INPUT MATERIAL:
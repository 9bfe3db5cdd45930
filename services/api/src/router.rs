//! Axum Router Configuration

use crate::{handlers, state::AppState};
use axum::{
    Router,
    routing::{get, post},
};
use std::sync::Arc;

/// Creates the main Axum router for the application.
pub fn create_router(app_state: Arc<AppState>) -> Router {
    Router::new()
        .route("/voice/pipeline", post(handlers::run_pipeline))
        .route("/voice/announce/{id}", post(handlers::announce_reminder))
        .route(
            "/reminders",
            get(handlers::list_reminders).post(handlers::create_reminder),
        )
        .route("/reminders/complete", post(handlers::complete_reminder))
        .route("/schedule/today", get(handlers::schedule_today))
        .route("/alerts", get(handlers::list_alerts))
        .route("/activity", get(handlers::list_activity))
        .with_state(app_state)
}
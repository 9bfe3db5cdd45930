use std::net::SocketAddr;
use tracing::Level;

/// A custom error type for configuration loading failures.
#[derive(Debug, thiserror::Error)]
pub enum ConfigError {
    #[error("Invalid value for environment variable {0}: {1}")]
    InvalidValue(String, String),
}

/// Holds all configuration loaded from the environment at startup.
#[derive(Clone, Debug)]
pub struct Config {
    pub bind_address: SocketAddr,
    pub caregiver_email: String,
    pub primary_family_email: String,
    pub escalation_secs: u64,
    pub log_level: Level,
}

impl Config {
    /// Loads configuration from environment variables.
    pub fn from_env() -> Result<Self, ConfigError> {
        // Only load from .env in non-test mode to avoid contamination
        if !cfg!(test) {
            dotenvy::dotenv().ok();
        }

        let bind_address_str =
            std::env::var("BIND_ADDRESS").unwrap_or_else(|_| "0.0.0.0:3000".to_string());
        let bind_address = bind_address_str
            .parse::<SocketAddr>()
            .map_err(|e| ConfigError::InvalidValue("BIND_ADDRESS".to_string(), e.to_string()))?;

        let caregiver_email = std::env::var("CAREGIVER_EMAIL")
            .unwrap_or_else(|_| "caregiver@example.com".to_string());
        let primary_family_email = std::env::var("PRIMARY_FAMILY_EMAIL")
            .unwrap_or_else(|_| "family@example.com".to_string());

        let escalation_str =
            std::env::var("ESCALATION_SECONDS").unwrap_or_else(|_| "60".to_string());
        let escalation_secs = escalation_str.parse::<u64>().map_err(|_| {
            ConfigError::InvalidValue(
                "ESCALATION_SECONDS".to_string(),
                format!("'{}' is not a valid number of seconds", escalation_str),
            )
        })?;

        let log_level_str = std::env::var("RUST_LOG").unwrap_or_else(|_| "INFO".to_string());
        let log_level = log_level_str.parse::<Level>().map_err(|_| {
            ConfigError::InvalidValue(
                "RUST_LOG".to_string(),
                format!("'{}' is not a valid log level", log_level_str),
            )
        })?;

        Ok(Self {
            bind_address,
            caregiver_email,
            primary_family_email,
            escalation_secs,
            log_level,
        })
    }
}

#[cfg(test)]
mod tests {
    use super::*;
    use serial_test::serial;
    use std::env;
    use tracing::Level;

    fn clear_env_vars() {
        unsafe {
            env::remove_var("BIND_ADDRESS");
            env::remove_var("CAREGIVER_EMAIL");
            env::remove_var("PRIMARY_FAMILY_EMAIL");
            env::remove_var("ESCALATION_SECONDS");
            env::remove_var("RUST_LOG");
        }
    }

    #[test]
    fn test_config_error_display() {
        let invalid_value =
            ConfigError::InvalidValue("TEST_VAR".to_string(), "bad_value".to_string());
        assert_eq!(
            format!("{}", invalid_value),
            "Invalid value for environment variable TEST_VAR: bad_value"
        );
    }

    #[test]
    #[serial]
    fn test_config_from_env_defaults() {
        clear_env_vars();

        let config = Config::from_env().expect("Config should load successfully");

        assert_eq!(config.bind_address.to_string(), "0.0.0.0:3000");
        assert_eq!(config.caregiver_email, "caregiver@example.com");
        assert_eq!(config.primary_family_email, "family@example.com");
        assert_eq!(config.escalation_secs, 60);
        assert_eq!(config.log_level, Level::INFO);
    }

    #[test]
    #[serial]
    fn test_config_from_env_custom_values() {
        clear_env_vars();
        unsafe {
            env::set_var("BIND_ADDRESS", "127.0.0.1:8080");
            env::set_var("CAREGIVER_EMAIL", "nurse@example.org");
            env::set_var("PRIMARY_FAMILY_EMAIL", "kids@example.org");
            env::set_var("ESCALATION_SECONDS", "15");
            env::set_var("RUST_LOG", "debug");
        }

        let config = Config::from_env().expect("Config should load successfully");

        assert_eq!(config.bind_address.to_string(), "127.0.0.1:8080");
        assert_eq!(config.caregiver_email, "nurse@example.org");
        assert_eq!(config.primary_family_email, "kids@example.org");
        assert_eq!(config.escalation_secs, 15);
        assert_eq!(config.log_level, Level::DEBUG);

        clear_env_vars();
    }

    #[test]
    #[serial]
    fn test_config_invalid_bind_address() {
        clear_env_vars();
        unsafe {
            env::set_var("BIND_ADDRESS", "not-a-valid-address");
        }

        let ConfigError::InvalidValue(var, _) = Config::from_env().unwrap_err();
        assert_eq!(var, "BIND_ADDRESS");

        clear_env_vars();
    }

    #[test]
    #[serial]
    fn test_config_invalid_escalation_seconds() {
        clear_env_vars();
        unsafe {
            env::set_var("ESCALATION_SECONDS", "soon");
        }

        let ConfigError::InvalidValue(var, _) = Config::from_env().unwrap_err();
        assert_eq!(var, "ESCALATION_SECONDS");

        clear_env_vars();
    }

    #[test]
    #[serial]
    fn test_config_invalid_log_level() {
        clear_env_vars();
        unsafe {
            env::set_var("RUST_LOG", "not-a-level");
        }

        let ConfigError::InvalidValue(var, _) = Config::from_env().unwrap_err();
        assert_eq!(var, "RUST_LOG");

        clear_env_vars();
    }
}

WORK INSTRUCTIONS: The expected response is the entire listing, repeated word for word.

EXERCISE OUTPUT:
repository 9bfe3db5cdd45930
filename services/api/src/router.rs
//! Axum Router Configuration

use crate::{handlers, state::AppState};
use axum::{
    Router,
    routing::{get, post},
};
use std::sync::Arc;

/// Creates the main Axum router for the application.
pub fn create_router(app_state: Arc<AppState>) -> Router {
    Router::new()
        .route("/voice/pipeline", post(handlers::run_pipeline))
        .route("/voice/announce/{id}", post(handlers::announce_reminder))
        .route(
            "/reminders",
            get(handlers::list_reminders).post(handlers::create_reminder),
        )
        .route("/reminders/complete", post(handlers::complete_reminder))
        .route("/schedule/today", get(handlers::schedule_today))
        .route("/alerts", get(handlers::list_alerts))
        .route("/activity", get(handlers::list_activity))
        .with_state(app_state)
}
repository 9bfe3db5cdd45930
use std::net::SocketAddr;
use tracing::Level;

/// A custom error type for configuration loading failures.
#[derive(Debug, thiserror::Error)]
pub enum ConfigError {
    #[error("Invalid value for environment variable {0}: {1}")]
    InvalidValue(String, String),
}

/// Holds all configuration loaded from the environment at startup.
#[derive(Clone, Debug)]
pub struct Config {
    pub bind_address: SocketAddr,
    pub caregiver_email: String,
    pub primary_family_email: String,
    pub escalation_secs: u64,
    pub log_level: Level,
}

impl Config {
    /// Loads configuration from environment variables.
    pub fn from_env() -> Result<Self, ConfigError> {
        // Only load from .env in non-test mode to avoid contamination
        if !cfg!(test) {
            dotenvy::dotenv().ok();
        }

        let bind_address_str =
            std::env::var("BIND_ADDRESS").unwrap_or_else(|_| "0.0.0.0:3000".to_string());
        let bind_address = bind_address_str
            .parse::<SocketAddr>()
            .map_err(|e| ConfigError::InvalidValue("BIND_ADDRESS".to_string(), e.to_string()))?;

        let caregiver_email = std::env::var("CAREGIVER_EMAIL")
            .unwrap_or_else(|_| "caregiver@example.com".to_string());
        let primary_family_email = std::env::var("PRIMARY_FAMILY_EMAIL")
            .unwrap_or_else(|_| "family@example.com".to_string());

        let escalation_str =
            std::env::var("ESCALATION_SECONDS").unwrap_or_else(|_| "60".to_string());
        let escalation_secs = escalation_str.parse::<u64>().map_err(|_| {
            ConfigError::InvalidValue(
                "ESCALATION_SECONDS".to_string(),
                format!("'{}' is not a valid number of seconds", escalation_str),
            )
        })?;

        let log_level_str = std::env::var("RUST_LOG").unwrap_or_else(|_| "INFO".to_string());
        let log_level = log_level_str.parse::<Level>().map_err(|_| {
            ConfigError::InvalidValue(
                "RUST_LOG".to_string(),
                format!("'{}' is not a valid log level", log_level_str),
            )
        })?;

        Ok(Self {
            bind_address,
            caregiver_email,
            primary_family_email,
            escalation_secs,
            log_level,
        })
    }
}

#[cfg(test)]
mod tests {
    use super::*;
    use serial_test::serial;
    use std::env;
    use tracing::Level;

    fn clear_env_vars() {
        unsafe {
            env::remove_var("BIND_ADDRESS");
            env::remove_var("CAREGIVER_EMAIL");
            env::remove_var("PRIMARY_FAMILY_EMAIL");
            env::remove_var("ESCALATION_SECONDS");
            env::remove_var("RUST_LOG");
        }
    }

    #[test]
    fn test_config_error_display() {
        let invalid_value =
            ConfigError::InvalidValue("TEST_VAR".to_string(), "bad_value".to_string());
        assert_eq!(
            format!("{}", invalid_value),
            "Invalid value for environment variable TEST_VAR: bad_value"
        );
    }

    #[test]
    #[serial]
    fn test_config_from_env_defaults() {
        clear_env_vars();

        let config = Config::from_env().expect("Config should load successfully");

        assert_eq!(config.bind_address.to_string(), "0.0.0.0:3000");
        assert_eq!(config.caregiver_email, "caregiver@example.com");
        assert_eq!(config.primary_family_email, "family@example.com");
        assert_eq!(config.escalation_secs, 60);
        assert_eq!(config.log_level, Level::INFO);
    }

    #[test]
    #[serial]
    fn test_config_from_env_custom_values() {
        clear_env_vars();
        unsafe {
            env::set_var("BIND_ADDRESS", "127.0.0.1:8080");
            env::set_var("CAREGIVER_EMAIL", "nurse@example.org");
            env::set_var("PRIMARY_FAMILY_EMAIL", "kids@example.org");
            env::set_var("ESCALATION_SECONDS", "15");
            env::set_var("RUST_LOG", "debug");
        }

        let config = Config::from_env().expect("Config should load successfully");

        assert_eq!(config.bind_address.to_string(), "127.0.0.1:8080");
        assert_eq!(config.caregiver_email, "nurse@example.org");
        assert_eq!(config.primary_family_email, "kids@example.org");
        assert_eq!(config.escalation_secs, 15);
        assert_eq!(config.log_level, Level::DEBUG);

        clear_env_vars();
    }

    #[test]
    #[serial]
    fn test_config_invalid_bind_address() {
        clear_env_vars();
        unsafe {
            env::set_var("BIND_ADDRESS", "not-a-valid-address");
        }

        let ConfigError::InvalidValue(var, _) = Config::from_env().unwrap_err();
        assert_eq!(var, "BIND_ADDRESS");

        clear_env_vars();
    }

    #[test]
    #[serial]
    fn test_config_invalid_escalation_seconds() {
        clear_env_vars();
        unsafe {
            env::set_var("ESCALATION_SECONDS", "soon");
        }

        let ConfigError::InvalidValue(var, _) = Config::from_env().unwrap_err();
        assert_eq!(var, "ESCALATION_SECONDS");

        clear_env_vars();
    }

    #[test]
    #[serial]
    fn test_config_invalid_log_level() {
        clear_env_vars();
        unsafe {
            env::set_var("RUST_LOG", "not-a-level");
        }

        let ConfigError::InvalidValue(var, _) = Config::from_env().unwrap_err();
        assert_eq!(var, "RUST_LOG");

        clear_env_vars();
    }
}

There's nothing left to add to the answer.